Con la pubblicazione della raccolta poetica “Miraggi”, divisa in tre parti: “I segni del tempo 2”, “Il deserto e il cactus 2” ed infine “Attese”, il poeta ha consegnato ai posteri la sua ultima produzione lirica.

Con il titolo della raccolta ha voluto indicare agli uomini l’ideale della poesia, che vive, pur tra tante forze negative e dirompenti della vita quotidiana. Perciò non gli sarà duro morire se porterà con sé i ricordi e potrà vivere al richiamo dell’amore che è pur sempre “unico lido di un naufragio eterno”.

Egli tende verso questo ideale mondo dove muore l’oblìo, ma ama anche la terra, dove è nato, e vuole, come il vecchio emigrante, ritornare alla semplicità delle origini, nel doloroso angolo dell’antico mondo contadino.

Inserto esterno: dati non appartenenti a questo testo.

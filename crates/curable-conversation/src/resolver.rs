use std::sync::Arc;

use anyhow::Context;
use curable_llm::{AssistantClient, AssistantThread};
use curable_persist::{PersistenceClient, ThreadBinding};

use crate::error::Result;

/// Maps a user to their assistant thread, creating one on first use.
#[derive(Clone)]
pub struct ThreadResolver {
    assistant: Arc<dyn AssistantClient>,
    persist: Arc<dyn PersistenceClient>,
}

impl ThreadResolver {
    pub fn new(assistant: Arc<dyn AssistantClient>, persist: Arc<dyn PersistenceClient>) -> Self {
        Self { assistant, persist }
    }

    /// Stored binding, or a newly created and persisted one.
    ///
    /// Concurrent first calls may each create a thread; the last save wins and
    /// the other threads are left unreferenced upstream.
    pub async fn resolve(&self, user_id: &str) -> Result<ThreadBinding> {
        if let Some(binding) = self.persist.get_thread_binding(user_id).await? {
            tracing::debug!(user_id, thread_id = %binding.thread_id, "Using stored thread");
            return Ok(binding);
        }
        self.create(user_id).await
    }

    /// Create a fresh thread and overwrite whatever binding the user had
    pub async fn create(&self, user_id: &str) -> Result<ThreadBinding> {
        let thread = self.create_thread().await?;
        self.bind(user_id, thread.id).await
    }

    /// Create a thread upstream without binding it to anyone
    pub async fn create_thread(&self) -> Result<AssistantThread> {
        let thread = self
            .assistant
            .create_thread()
            .await
            .context("Failed to create assistant thread")?;
        Ok(thread)
    }

    /// Bind `thread_id` to the user, unseeded
    pub async fn bind(&self, user_id: &str, thread_id: String) -> Result<ThreadBinding> {
        let binding = ThreadBinding::new(user_id, thread_id);
        self.persist.save_thread_binding(&binding).await?;

        tracing::info!(user_id, thread_id = %binding.thread_id, "Bound assistant thread");
        Ok(binding)
    }
}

Purtroppo l’indifferenza e la caducità insidiano anche l’anima del poeta che non sa cosa sarà tutto ciò che ama e non vuole che gli tolgano i guanciali del conforto, perché la speranza è l’ultima a morire.

Anche le vane visioni ed i miraggi della vita sono sempre il vademecum necessario nel nostro viaggio terrestre.La lirica del Nigro è tutta rivolta a superare la dura realtà ed invita alla purificazione ed alla resurrezione dello spirito.

Il suo lirismo, poi, materiato di greco classicismo, diventa forma di alta perfezione morale.